馬車がゆっくり動き出し、大剣が微かに揺れた。
「……」
なんだか、落ち着かない。
ウェイバーたちとは、また違う緊張感だ。
「…セスランディア大聖堂までは、どれくらいかかるのでしょうか」
リリアンヌは、そっと口を開いた。
「ここから二十分ほどです」
アランフォースが素早く答えた。
「アランフォース副団長は、大聖堂へ行かれたことがあるのですか?」
あまり、話しかけない方がいいのだろうか。
でも、沈黙に耐えられそうにない。
「ええ。陛下と共に、何度か。年に一度は、必ず行きます」
「必ず?どうしてですか?」
「精霊祭では、セスランディア大聖堂での祈りから始まりますから」
「精霊祭…?そんな祭りがあるのですか?」
リリアンヌは、わずかに身を乗り出した。
「ええ、毎年五の月に行われる大きな祭りです」
「どんな祭りなのですか?」
「うまく説明できませんが…死者を弔う、一種の行事のようなものです」
「そうなのですね…」
想像していた祭りと、少し違うようだ。
「…申し訳ありません。

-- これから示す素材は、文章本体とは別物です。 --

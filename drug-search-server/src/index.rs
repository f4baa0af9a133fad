use anyhow::{Result, anyhow};
use async_trait::async_trait;
use dashmap::DashMap;
use serde::{Deserialize, Serialize};
use serde_json::{Map, Value, json};
use std::sync::Arc;
use tracing::info;

use crate::config::PineconeConfig;

/// Text used when the matching record carries no `drug_info`
pub const NO_DRUG_INFO: &str = "No drug info available";

/// Text used when nothing in the index matches the brand name
pub const NO_MATCH: &str = "No information found for this drug";

const PINECONE_API_VERSION: &str = "2024-07";

/// A record returned by an index query
#[derive(Debug, Clone, PartialEq, Serialize, Deserialize)]
pub struct IndexMatch {
    pub id: String,
    #[serde(default)]
    pub score: Option<f32>,
    #[serde(default)]
    pub metadata: Map<String, Value>,
}

/// Lookup of stored drug information by brand name
#[async_trait]
pub trait DrugIndex: Send + Sync {
    /// Best match for records whose `brand_name` equals `brand_drug`
    async fn query(&self, brand_drug: &str) -> Result<Vec<IndexMatch>>;
}

/// Resolve the raw drug information for a brand, falling back to fixed texts
pub async fn describe_drug(index: &dyn DrugIndex, brand_drug: &str) -> Result<String> {
    let matches = index.query(brand_drug).await?;

    let Some(first) = matches.first() else {
        info!("No index match for brand drug {}", brand_drug);
        return Ok(NO_MATCH.to_string());
    };

    let drug_info = match first.metadata.get("drug_info") {
        Some(Value::String(text)) => text.clone(),
        Some(Value::Null) | None => NO_DRUG_INFO.to_string(),
        Some(other) => other.to_string(),
    };

    Ok(drug_info)
}

/// In-memory index keyed by brand name
pub struct InMemoryDrugIndex {
    records: Arc<DashMap<String, Map<String, Value>>>,
}

impl InMemoryDrugIndex {
    pub fn new() -> Self {
        Self {
            records: Arc::new(DashMap::new()),
        }
    }

    /// Store metadata for a brand name, replacing what was there
    pub fn insert(&self, brand_name: impl Into<String>, metadata: Map<String, Value>) {
        self.records.insert(brand_name.into(), metadata);
    }

    /// Store a record carrying only `drug_info`
    pub fn insert_info(&self, brand_name: impl Into<String>, drug_info: impl Into<String>) {
        let mut metadata = Map::new();
        metadata.insert("drug_info".to_string(), Value::String(drug_info.into()));
        self.insert(brand_name, metadata);
    }
}

impl Default for InMemoryDrugIndex {
    fn default() -> Self {
        Self::new()
    }
}

#[async_trait]
impl DrugIndex for InMemoryDrugIndex {
    async fn query(&self, brand_drug: &str) -> Result<Vec<IndexMatch>> {
        Ok(self
            .records
            .get(brand_drug)
            .map(|entry| IndexMatch {
                id: entry.key().clone(),
                score: None,
                metadata: entry.value().clone(),
            })
            .into_iter()
            .collect())
    }
}

#[derive(Debug, Deserialize)]
struct IndexList {
    #[serde(default)]
    indexes: Vec<IndexDescription>,
}

#[derive(Debug, Deserialize)]
struct IndexDescription {
    name: String,
    #[serde(default)]
    host: Option<String>,
}

#[derive(Debug, Deserialize)]
struct QueryResponse {
    #[serde(default)]
    matches: Vec<IndexMatch>,
}

/// Pinecone serverless index accessed over its REST API
pub struct PineconeIndex {
    client: reqwest::Client,
    api_key: String,
    host: String,
    dimension: usize,
}

impl PineconeIndex {
    /// Make sure the index exists (creating it if needed) and resolve its data-plane host
    pub async fn connect(config: &PineconeConfig) -> Result<Self> {
        let client = reqwest::Client::new();
        let control_url = config.control_url.trim_end_matches('/');

        let list: IndexList = client
            .get(format!("{}/indexes", control_url))
            .header("Api-Key", &config.api_key)
            .header("X-Pinecone-API-Version", PINECONE_API_VERSION)
            .send()
            .await
            .map_err(|e| anyhow!("Pinecone list indexes request failed: {}", e))?
            .error_for_status()
            .map_err(|e| anyhow!("Pinecone list indexes failed: {}", e))?
            .json()
            .await
            .map_err(|e| anyhow!("Failed to parse Pinecone index list: {}", e))?;

        if !list.indexes.iter().any(|index| index.name == config.index_name) {
            info!(
                "Creating Pinecone index {} (dimension {}, region {})",
                config.index_name, config.dimension, config.environment
            );
            client
                .post(format!("{}/indexes", control_url))
                .header("Api-Key", &config.api_key)
                .header("X-Pinecone-API-Version", PINECONE_API_VERSION)
                .json(&json!({
                    "name": config.index_name,
                    "dimension": config.dimension,
                    "metric": "euclidean",
                    "spec": {
                        "serverless": {
                            "cloud": "aws",
                            "region": config.environment
                        }
                    }
                }))
                .send()
                .await
                .map_err(|e| anyhow!("Pinecone create index request failed: {}", e))?
                .error_for_status()
                .map_err(|e| anyhow!("Pinecone create index failed: {}", e))?;
        }

        let description: IndexDescription = client
            .get(format!("{}/indexes/{}", control_url, config.index_name))
            .header("Api-Key", &config.api_key)
            .header("X-Pinecone-API-Version", PINECONE_API_VERSION)
            .send()
            .await
            .map_err(|e| anyhow!("Pinecone describe index request failed: {}", e))?
            .error_for_status()
            .map_err(|e| anyhow!("Pinecone describe index failed: {}", e))?
            .json()
            .await
            .map_err(|e| anyhow!("Failed to parse Pinecone index description: {}", e))?;

        let host = description
            .host
            .filter(|host| !host.is_empty())
            .ok_or_else(|| anyhow!("Pinecone index {} has no host yet", config.index_name))?;

        info!("Connected to Pinecone index {} at {}", description.name, host);

        Ok(Self {
            client,
            api_key: config.api_key.clone(),
            host: with_scheme(&host),
            dimension: config.dimension,
        })
    }
}

fn with_scheme(host: &str) -> String {
    if host.starts_with("http://") || host.starts_with("https://") {
        host.trim_end_matches('/').to_string()
    } else {
        format!("https://{}", host.trim_end_matches('/'))
    }
}

#[async_trait]
impl DrugIndex for PineconeIndex {
    async fn query(&self, brand_drug: &str) -> Result<Vec<IndexMatch>> {
        // Metadata-filter lookup: the vector only has to have the right dimension.
        let body = json!({
            "vector": vec![0.0f32; self.dimension],
            "topK": 1,
            "filter": { "brand_name": brand_drug },
            "includeMetadata": true
        });

        let response: QueryResponse = self
            .client
            .post(format!("{}/query", self.host))
            .header("Api-Key", &self.api_key)
            .header("X-Pinecone-API-Version", PINECONE_API_VERSION)
            .json(&body)
            .send()
            .await
            .map_err(|e| anyhow!("Pinecone query request failed: {}", e))?
            .error_for_status()
            .map_err(|e| anyhow!("Pinecone query failed: {}", e))?
            .json()
            .await
            .map_err(|e| anyhow!("Failed to parse Pinecone query response: {}", e))?;

        Ok(response.matches)
    }
}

祭りの詳細は、ルイージ宰相にでも聞いてみてください」
「あっ…いいえ、教えてくださってありがとうございます」
アランフォースを困らせてしまった。
「ホ~」
「!」
スノウが肩から離れ、窓際の縁に移動した。
「窓際が、お気に入りなんだね」
「ホ~」
窓の外の景色は、まだ第一城壁内のものだった。
「……」
リリアンヌはそのまま、ぼうっと窓の外へ目を向けた。
王都で、どんな行事があるのかも知らなかった。
貧民区へ行っていた時も、そんな話を聞いたことがない。
いや…貧民区へ行き始めたのは、六歳の十の月。
行けなくなってしまったのは、七歳の四の月。
ちょうど、精霊祭を逃してしまった。
今は――八歳の、十の月。
白のちからがあると分かってから、二年経った。
一の月になれば、九歳となる。
そうしたらあと二年で、この国は異形の存在の大群に襲われることになる。
もう…あと、二年しかない。
もっと、情報が欲しい。
異形の存在のことだけじゃない。
デューゼの森のことも。
精霊王オーリアのことも――
「…!」
視線を感じ、はっと顔を正面に向けた。
「……」
アランフォースが、じっとこちらを見つめていた。